- WORK INSTRUCTION: Somewhere below is a line with "line is sent" and, later, a line with "pub enum Outcome"; repeat those two lines and all the lines between them, exactly as they are.

Saved entries

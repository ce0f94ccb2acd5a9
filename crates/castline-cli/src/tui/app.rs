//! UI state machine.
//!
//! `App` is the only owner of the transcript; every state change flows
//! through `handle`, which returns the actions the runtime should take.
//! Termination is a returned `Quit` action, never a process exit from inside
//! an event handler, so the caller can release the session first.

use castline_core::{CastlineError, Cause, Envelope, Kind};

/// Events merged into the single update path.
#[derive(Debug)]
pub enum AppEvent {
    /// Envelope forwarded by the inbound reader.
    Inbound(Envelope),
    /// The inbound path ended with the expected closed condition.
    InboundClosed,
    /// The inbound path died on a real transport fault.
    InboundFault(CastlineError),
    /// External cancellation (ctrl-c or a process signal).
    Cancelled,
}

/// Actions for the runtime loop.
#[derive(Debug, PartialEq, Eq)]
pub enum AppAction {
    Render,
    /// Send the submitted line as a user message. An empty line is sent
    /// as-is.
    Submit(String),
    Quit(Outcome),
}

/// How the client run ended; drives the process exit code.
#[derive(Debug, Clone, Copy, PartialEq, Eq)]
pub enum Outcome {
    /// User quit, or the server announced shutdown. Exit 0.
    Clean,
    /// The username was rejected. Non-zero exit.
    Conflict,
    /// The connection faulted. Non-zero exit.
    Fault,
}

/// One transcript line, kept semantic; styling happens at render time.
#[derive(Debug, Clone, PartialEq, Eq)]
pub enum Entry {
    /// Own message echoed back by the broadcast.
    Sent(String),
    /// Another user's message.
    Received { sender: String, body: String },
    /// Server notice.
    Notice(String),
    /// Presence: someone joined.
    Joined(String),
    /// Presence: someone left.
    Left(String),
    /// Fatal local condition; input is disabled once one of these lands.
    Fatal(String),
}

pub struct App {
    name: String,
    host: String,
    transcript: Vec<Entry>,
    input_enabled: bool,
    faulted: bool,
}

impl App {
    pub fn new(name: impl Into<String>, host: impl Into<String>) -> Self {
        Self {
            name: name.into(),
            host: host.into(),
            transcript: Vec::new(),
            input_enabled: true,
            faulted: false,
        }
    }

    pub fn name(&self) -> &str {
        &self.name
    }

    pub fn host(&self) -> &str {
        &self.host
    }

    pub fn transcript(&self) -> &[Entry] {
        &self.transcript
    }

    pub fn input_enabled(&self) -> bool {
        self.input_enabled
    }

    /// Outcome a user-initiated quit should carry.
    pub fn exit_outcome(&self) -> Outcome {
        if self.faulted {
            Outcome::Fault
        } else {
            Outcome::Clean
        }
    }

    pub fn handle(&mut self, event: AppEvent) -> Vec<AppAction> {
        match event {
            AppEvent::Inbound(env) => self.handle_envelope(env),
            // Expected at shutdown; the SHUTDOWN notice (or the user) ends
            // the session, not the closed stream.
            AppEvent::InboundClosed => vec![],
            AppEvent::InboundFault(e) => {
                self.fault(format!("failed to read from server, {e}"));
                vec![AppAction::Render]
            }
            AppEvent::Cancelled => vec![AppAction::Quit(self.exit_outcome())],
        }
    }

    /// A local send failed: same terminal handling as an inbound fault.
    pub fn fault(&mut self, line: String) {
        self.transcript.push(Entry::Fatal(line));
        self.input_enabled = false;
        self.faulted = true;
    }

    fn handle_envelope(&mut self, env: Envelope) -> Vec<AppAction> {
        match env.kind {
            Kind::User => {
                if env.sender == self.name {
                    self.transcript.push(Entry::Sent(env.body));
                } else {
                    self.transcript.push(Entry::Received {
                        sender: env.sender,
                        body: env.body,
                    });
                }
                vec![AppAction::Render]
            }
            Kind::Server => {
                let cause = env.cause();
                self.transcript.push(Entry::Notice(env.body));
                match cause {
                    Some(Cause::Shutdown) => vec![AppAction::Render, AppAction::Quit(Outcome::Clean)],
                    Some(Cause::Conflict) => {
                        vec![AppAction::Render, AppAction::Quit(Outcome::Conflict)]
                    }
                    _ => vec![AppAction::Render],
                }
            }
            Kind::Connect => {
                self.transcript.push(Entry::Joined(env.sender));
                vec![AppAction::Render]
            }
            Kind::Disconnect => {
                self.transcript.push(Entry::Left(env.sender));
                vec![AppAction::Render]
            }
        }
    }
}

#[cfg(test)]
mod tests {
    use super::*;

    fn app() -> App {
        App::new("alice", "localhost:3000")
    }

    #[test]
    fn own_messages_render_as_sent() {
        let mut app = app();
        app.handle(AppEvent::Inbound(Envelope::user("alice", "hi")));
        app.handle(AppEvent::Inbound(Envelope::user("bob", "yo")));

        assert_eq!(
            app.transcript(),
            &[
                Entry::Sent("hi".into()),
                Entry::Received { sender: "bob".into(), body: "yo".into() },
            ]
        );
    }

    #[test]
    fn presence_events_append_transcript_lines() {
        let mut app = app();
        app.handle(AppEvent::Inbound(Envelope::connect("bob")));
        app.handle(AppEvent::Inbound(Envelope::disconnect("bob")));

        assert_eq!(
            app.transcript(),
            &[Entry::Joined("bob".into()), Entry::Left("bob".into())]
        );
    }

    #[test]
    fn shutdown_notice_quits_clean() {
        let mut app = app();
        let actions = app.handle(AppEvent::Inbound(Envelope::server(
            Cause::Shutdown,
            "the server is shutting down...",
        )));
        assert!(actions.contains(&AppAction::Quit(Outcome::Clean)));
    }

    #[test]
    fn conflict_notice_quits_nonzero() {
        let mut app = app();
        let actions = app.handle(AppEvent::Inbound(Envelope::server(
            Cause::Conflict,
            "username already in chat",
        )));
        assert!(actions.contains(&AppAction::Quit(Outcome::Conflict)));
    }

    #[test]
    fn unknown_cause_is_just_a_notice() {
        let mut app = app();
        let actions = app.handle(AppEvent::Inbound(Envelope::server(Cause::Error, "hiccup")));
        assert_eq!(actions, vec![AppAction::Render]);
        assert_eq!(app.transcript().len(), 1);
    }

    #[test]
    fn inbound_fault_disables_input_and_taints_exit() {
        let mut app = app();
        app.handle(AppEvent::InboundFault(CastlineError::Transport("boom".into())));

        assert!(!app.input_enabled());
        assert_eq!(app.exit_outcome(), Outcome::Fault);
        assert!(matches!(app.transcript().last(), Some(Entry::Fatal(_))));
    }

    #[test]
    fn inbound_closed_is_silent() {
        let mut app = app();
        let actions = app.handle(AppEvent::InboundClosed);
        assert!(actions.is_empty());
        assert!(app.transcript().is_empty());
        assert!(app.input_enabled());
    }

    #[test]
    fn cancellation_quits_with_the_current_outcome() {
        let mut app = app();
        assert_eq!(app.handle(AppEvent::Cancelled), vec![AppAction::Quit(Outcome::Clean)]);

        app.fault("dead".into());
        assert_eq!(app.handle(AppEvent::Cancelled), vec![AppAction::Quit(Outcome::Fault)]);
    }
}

...

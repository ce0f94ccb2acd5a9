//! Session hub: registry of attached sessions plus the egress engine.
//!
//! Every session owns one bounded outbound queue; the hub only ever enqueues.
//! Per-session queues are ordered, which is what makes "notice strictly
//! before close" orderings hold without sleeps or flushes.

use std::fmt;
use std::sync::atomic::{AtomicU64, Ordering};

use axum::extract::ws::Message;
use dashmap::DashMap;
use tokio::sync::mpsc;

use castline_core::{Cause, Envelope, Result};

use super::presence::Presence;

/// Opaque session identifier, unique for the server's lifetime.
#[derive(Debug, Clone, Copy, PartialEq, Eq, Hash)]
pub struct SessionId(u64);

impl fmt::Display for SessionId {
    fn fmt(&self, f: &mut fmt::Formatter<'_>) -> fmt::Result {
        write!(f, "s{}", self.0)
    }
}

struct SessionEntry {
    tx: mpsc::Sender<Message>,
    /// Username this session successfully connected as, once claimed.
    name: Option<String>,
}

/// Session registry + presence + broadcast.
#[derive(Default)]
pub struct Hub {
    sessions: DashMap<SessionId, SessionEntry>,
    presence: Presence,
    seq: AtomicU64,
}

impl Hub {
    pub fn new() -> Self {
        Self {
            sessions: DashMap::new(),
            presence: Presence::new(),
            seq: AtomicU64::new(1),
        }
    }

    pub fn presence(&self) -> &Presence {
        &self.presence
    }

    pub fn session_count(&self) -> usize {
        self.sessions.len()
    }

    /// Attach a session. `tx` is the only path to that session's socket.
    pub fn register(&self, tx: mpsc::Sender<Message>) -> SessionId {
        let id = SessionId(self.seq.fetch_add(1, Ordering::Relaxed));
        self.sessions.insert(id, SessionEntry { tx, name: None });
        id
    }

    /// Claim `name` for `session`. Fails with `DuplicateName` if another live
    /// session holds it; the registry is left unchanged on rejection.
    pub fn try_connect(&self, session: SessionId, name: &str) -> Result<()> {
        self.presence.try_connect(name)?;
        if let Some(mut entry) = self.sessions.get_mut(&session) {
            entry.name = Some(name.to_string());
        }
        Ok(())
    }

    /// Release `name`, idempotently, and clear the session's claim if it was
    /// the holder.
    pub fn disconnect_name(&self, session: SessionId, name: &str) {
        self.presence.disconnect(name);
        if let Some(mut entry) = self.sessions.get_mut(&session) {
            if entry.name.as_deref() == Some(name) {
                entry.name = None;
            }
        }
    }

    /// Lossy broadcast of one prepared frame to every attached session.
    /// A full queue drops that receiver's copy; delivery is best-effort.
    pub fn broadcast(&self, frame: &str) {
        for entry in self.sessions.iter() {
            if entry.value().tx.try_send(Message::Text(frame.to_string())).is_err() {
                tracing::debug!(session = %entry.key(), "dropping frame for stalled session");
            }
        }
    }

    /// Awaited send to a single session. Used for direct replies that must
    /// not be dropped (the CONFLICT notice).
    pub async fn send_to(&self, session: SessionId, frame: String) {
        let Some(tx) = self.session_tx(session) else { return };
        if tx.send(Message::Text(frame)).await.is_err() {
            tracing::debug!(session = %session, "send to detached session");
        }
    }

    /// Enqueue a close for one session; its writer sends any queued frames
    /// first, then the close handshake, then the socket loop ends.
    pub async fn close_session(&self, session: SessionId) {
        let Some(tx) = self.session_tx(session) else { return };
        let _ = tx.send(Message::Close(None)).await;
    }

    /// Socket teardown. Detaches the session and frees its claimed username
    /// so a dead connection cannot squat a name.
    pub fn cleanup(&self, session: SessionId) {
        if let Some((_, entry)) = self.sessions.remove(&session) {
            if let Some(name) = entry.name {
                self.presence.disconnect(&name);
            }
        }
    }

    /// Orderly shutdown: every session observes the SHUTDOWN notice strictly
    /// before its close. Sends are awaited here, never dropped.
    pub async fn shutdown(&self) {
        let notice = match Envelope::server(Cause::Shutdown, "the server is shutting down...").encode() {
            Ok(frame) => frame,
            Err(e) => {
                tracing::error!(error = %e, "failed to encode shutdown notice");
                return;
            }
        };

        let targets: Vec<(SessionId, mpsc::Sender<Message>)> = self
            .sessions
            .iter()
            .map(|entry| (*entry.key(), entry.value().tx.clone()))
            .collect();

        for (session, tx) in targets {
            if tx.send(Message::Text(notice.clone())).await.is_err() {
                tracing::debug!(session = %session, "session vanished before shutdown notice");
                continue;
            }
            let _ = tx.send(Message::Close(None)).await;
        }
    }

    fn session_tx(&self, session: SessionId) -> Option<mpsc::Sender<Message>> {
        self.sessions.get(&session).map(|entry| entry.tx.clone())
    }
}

- RESPONSE BOX:
    /// Send the submitted line as a user message. An empty line is sent
    /// as-is.
    Submit(String),
    Quit(Outcome),
}

/// How the client run ended; drives the process exit code.
#[derive(Debug, Clone, Copy, PartialEq, Eq)]
pub enum Outcome {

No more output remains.